The letter noted the Section 1231 gain was excluded from the regime when it was enacted in 2017. “Many real estate funds construct or rehabilitate housing and sell it within two years so they can finance the next housing project,” the letter said. “Extending the 3-year holding period will slow down their housing development as funds hold on to the property for another year, or it likely will drive up rents on the property to recuperate the additional tax liability. The proposed change is counterproductive to addressing the severe housing and crisis throughout the country.”

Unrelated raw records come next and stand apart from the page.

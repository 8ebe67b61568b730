mod helper;

use std::cmp::Ordering;
use std::thread;

use helper::{MIXED_INDEX, init_tracing, is_parseable, versions_of};
use repo_index::version::constraint::ANY;
use repo_index::index::canonical::sort_versions;
use repo_index::index::{IndexFile, LookupError, ParseError, parse_index};
use repo_index::version::{compare_precedence, parse_version};

fn mixed_index() -> IndexFile {
    init_tracing();
    parse_index(MIXED_INDEX.as_bytes()).unwrap()
}

#[test]
fn parse_index_puts_newest_version_first() {
    let index = mixed_index();

    assert_eq!(versions_of(&index, "app"), vec!["2.0.0", "1.9.0", "1.2.0"]);
    assert_eq!(
        versions_of(&index, "prerelease"),
        vec!["1.0.0-rc.10", "1.0.0-rc.2", "v0.10", "0.9.0"]
    );
}

#[test]
fn parse_index_moves_unparseable_versions_to_the_tail() {
    let index = mixed_index();

    assert_eq!(versions_of(&index, "tools"), vec!["1.0.0", "not-a-version"]);

    let messy = versions_of(&index, "messy");
    assert_eq!(messy[..4], ["10.0.0", "10.0.0-beta.1", "3.1.4", "2"]);
    // Order among unparseable versions is implementation-defined
    let mut tail = messy[4..].to_vec();
    tail.sort();
    assert_eq!(tail, vec!["", "latest", "nightly"]);
}

#[test]
fn canonical_order_holds_for_every_package() {
    let index = mixed_index();

    for (name, versions) in &index.entries {
        for pair in versions.windows(2) {
            if let (Ok(a), Ok(b)) = (
                parse_version(pair[0].version()),
                parse_version(pair[1].version()),
            ) {
                assert_ne!(
                    compare_precedence(&a, &b),
                    Ordering::Less,
                    "{name}: {} listed before {}",
                    pair[0].version(),
                    pair[1].version()
                );
            }
        }

        let first_unparseable = versions
            .iter()
            .position(|record| !is_parseable(record))
            .unwrap_or(versions.len());
        assert!(
            versions[first_unparseable..]
                .iter()
                .all(|record| !is_parseable(record)),
            "{name}: parseable version after an unparseable one"
        );
    }
}

#[test]
fn canonical_order_is_stable_under_resorting() {
    let index = mixed_index();

    for versions in index.entries.values() {
        let mut resorted = versions.clone();
        sort_versions(&mut resorted);
        assert_eq!(&resorted, versions);
    }
}

#[test]
fn parse_index_keeps_record_fields() {
    let index = mixed_index();

    let latest = index.find_latest("app").unwrap();
    assert_eq!(latest.metadata.name, "app");
    assert_eq!(
        latest.urls,
        vec![
            "https://repo.example.com/app-2.0.0.tgz",
            "https://mirror.example.com/app-2.0.0.tgz",
        ]
    );
    assert_eq!(latest.digest.as_deref(), Some("sha256:2f1c"));
    assert!(index.generated.is_some());
}

#[test]
fn find_latest_returns_highest_version() {
    let index = mixed_index();

    assert_eq!(index.find_latest("app").unwrap().version(), "2.0.0");
    assert_eq!(index.find_latest("tools").unwrap().version(), "1.0.0");
    assert_eq!(index.find_latest("messy").unwrap().version(), "10.0.0");
}

#[test]
fn find_latest_matches_the_any_constraint() {
    let index = mixed_index();

    for name in index.package_names() {
        assert_eq!(
            index.find_latest(name),
            index.find_version(name, ANY)
        );
    }
}

#[test]
fn find_latest_includes_removed_versions() {
    let index = mixed_index();

    let latest = index.find_latest("withdrawn").unwrap();
    assert_eq!(latest.version(), "1.1.0");
    assert!(latest.is_removed());
}

#[test]
fn find_version_returns_highest_version_below_bound() {
    let index = mixed_index();

    assert_eq!(index.find_version("app", "<2.0.0").unwrap().version(), "1.9.0");
    assert_eq!(index.find_version("messy", "<10").unwrap().version(), "3.1.4");
    assert_eq!(index.find_version("messy", "~2").unwrap().version(), "2");
    assert_eq!(
        index.find_version("prerelease", "<1.0.0").unwrap().version(),
        "v0.10"
    );
}

#[test]
fn find_version_fails_when_nothing_matches() {
    let index = mixed_index();

    assert_eq!(
        index.find_version("app", ">5.0.0"),
        Err(LookupError::VersionNotFound {
            name: "app".to_string(),
            constraint: ">5.0.0".to_string(),
        })
    );
}

#[test]
fn find_version_fails_for_unknown_package() {
    let index = mixed_index();

    assert_eq!(
        index.find_version("unknown", "^1.0.0"),
        Err(LookupError::PackageNotFound {
            name: "unknown".to_string(),
            constraint: "^1.0.0".to_string(),
        })
    );
}

#[test]
fn find_version_rejects_malformed_constraint() {
    let index = mixed_index();

    assert!(matches!(
        index.find_version("app", ">= >="),
        Err(LookupError::InvalidConstraint(_))
    ));
}

#[test]
fn parse_index_flags_missing_api_version_but_keeps_data() {
    init_tracing();
    let document = MIXED_INDEX.replace("apiVersion: v1\n", "");

    let err = parse_index(document.as_bytes()).unwrap_err();

    assert_eq!(err.to_string(), "No API version specified");
    let index = err.into_index().unwrap();
    assert_eq!(versions_of(&index, "app"), vec!["2.0.0", "1.9.0", "1.2.0"]);
}

#[test]
fn parse_index_rejects_non_index_documents() {
    init_tracing();

    let err = parse_index(b"just a string").unwrap_err();

    assert!(matches!(err, ParseError::Decode(_)));
    assert!(err.into_index().is_none());
}

#[test]
fn parsed_index_can_be_queried_from_many_threads() {
    let index = mixed_index();

    thread::scope(|scope| {
        let handles: Vec<_> = ["app", "tools", "messy", "withdrawn"]
            .into_iter()
            .map(|name| {
                let index = &index;
                scope.spawn(move || index.find_latest(name).map(|r| r.version().to_string()))
            })
            .collect();

        let latest: Vec<_> = handles
            .into_iter()
            .map(|handle| handle.join().unwrap().unwrap())
            .collect();
        assert_eq!(latest, vec!["2.0.0", "1.0.0", "10.0.0", "1.1.0"]);
    });
}
//! Version comparison layer
//!
//! Parses version strings and constraint expressions and orders versions by
//! SemVer precedence.
//!
//! # Modules
//!
//! - [`semver`]: Lenient version parsing and precedence comparison
//! - [`constraint`]: Constraint expressions (`>=1.0, <2.0`, `^1.2`, `*`, ...)
//! - [`error`]: Error types for malformed versions and constraints

pub mod constraint;
pub mod error;
pub mod semver;

pub use constraint::Constraint;
pub use error::{ConstraintError, VersionError};
pub use self::semver::{compare_precedence, parse_version};
use thiserror::Error;

#[derive(Debug, Clone, PartialEq, Eq, Error)]
pub enum VersionError {
    #[error("Invalid semantic version: {0}")]
    InvalidVersion(String),
}

#[derive(Debug, Clone, PartialEq, Eq, Error)]
pub enum ConstraintError {
    #[error("Invalid constraint expression: {0}")]
    InvalidExpression(String),

    #[error("Invalid version in constraint {expression:?}: {version}")]
    InvalidVersion { expression: String, version: String },
}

–Retroactivity. The legislation would apply retroactively to partnership agreements executed years earlier. In some cases, the result would be to change the tax rate for one partner to the agreement and not the others. “This could alter the basic and mutually agreed economics of the original deal between the parties, and further undermine the predictability of the tax system,” the letter said.
“Carried interest is a vital tool contributing to capital formation and new housing development, productive risk-taking and job creation,” the letter said. “Changes to carried interest could have profound, unintended consequences for the main streets of cities all across our country. Property taxes on real estate contribute 75 percent of local tax revenue and provide a stable and reliable source of funding for vital public services like education and law enforcement.
“Achieving tax fairness is complicated,” the letter noted. “Simple solutions often are not solutions at all. Now is not the time to impose a tax increase on the countless Americans who use partnerships to develop, own and operate housing and other commercial real estate. We urge you to preserve current tax law as it relates to carried interest.”
Joining MBA in the letter: American Resort Development Association; American Seniors Housing Association; Building Owners & Managers Association; CCIM Institute; CRE Finance Council; ICSC; Institute of Real Estate Management; NAIOP, the Commercial Real Estate Development Association; National Apartment Association; National Association of Home Builders; National Association of Realtors; National Multifamily Housing Council; The Real Estate Roundtable; and the Realtors Land Institute.